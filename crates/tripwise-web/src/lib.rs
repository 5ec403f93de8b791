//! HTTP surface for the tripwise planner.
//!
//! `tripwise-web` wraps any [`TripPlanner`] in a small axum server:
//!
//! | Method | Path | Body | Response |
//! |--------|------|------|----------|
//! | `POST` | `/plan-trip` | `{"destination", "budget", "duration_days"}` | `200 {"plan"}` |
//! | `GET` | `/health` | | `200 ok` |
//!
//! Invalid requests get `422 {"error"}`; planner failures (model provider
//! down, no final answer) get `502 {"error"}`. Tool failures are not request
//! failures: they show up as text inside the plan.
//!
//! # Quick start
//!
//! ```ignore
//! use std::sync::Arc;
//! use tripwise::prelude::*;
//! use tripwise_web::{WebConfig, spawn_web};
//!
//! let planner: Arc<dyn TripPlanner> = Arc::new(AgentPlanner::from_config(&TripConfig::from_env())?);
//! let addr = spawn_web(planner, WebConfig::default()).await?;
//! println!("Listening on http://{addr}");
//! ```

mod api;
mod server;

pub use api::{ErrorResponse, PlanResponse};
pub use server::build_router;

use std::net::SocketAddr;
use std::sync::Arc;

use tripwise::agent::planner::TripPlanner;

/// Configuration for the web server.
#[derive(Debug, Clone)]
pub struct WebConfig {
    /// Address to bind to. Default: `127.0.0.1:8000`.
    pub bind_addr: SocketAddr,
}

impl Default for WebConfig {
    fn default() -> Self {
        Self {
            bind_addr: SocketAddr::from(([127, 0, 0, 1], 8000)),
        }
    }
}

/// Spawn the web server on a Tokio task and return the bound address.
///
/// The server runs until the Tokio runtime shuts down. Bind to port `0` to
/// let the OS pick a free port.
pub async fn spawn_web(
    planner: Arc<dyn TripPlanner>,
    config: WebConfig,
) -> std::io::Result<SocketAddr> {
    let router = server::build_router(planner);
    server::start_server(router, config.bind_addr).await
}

━━━━

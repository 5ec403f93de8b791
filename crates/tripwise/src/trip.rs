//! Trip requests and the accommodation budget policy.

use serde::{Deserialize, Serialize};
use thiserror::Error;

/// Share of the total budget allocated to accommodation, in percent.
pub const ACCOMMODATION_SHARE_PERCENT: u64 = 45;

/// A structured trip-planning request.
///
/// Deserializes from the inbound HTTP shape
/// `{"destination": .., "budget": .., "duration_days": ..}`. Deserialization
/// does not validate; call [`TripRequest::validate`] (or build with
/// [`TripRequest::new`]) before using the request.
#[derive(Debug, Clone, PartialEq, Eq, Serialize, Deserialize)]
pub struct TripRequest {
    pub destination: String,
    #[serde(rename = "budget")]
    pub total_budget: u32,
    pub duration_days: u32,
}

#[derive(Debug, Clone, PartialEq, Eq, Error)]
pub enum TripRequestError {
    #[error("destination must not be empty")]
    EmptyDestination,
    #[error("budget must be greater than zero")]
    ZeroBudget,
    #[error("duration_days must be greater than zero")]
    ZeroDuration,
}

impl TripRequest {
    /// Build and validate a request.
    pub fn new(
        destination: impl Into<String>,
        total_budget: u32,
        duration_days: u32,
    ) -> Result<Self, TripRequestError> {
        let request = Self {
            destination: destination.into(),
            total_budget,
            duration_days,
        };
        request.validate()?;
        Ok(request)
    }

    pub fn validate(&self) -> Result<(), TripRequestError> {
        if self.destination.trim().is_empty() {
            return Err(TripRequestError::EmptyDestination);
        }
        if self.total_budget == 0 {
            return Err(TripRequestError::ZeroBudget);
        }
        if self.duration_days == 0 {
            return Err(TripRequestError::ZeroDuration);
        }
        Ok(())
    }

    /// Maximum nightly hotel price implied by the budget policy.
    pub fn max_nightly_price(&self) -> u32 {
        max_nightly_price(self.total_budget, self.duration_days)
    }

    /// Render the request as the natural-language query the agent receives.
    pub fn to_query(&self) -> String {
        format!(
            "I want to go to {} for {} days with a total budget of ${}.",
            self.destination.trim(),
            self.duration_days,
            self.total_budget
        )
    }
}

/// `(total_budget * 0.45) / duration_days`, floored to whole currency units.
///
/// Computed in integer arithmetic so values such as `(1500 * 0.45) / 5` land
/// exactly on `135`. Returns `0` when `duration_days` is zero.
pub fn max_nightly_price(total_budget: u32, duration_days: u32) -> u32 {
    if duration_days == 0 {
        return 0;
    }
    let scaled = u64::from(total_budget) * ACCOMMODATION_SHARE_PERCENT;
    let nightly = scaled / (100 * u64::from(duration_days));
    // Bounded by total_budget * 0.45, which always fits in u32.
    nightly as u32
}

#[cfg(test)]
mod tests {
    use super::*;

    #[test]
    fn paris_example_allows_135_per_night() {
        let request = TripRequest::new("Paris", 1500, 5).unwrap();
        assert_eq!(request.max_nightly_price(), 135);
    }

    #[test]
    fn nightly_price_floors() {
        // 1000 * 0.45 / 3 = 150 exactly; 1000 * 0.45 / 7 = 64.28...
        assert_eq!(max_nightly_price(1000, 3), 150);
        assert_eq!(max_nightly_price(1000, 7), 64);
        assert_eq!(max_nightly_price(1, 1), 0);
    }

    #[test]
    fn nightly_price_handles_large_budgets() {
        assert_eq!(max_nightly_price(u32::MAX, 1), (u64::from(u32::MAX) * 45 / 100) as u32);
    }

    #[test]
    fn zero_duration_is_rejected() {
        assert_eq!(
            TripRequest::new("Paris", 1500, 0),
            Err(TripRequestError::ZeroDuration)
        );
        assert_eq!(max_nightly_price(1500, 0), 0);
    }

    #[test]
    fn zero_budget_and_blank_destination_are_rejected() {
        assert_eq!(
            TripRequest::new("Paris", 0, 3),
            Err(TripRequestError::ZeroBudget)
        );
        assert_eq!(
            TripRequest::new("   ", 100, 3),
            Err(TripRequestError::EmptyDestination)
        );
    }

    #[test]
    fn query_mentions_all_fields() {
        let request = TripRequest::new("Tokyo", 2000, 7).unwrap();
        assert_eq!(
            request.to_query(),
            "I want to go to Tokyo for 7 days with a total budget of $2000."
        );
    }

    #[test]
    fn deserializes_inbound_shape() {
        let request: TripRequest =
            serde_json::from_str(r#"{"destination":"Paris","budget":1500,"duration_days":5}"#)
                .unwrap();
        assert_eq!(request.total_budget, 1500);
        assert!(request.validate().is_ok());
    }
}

━━━━

Among the entries above, the lines between the ones containing "a small axum" and "#[derive(Debug, Clone)]", inclusive, are to be transcribed exactly. No other line is to be given.

EXERCISE SOLUTION:
//! `tripwise-web` wraps any [`TripPlanner`] in a small axum server:
//!
//! | Method | Path | Body | Response |
//! |--------|------|------|----------|
//! | `POST` | `/plan-trip` | `{"destination", "budget", "duration_days"}` | `200 {"plan"}` |
//! | `GET` | `/health` | | `200 ok` |
//!
//! Invalid requests get `422 {"error"}`; planner failures (model provider
//! down, no final answer) get `502 {"error"}`. Tool failures are not request
//! failures: they show up as text inside the plan.
//!
//! # Quick start
//!
//! ```ignore
//! use std::sync::Arc;
//! use tripwise::prelude::*;
//! use tripwise_web::{WebConfig, spawn_web};
//!
//! let planner: Arc<dyn TripPlanner> = Arc::new(AgentPlanner::from_config(&TripConfig::from_env())?);
//! let addr = spawn_web(planner, WebConfig::default()).await?;
//! println!("Listening on http://{addr}");
//! ```

mod api;
mod server;

pub use api::{ErrorResponse, PlanResponse};
pub use server::build_router;

use std::net::SocketAddr;
use std::sync::Arc;

use tripwise::agent::planner::TripPlanner;

/// Configuration for the web server.
#[derive(Debug, Clone)]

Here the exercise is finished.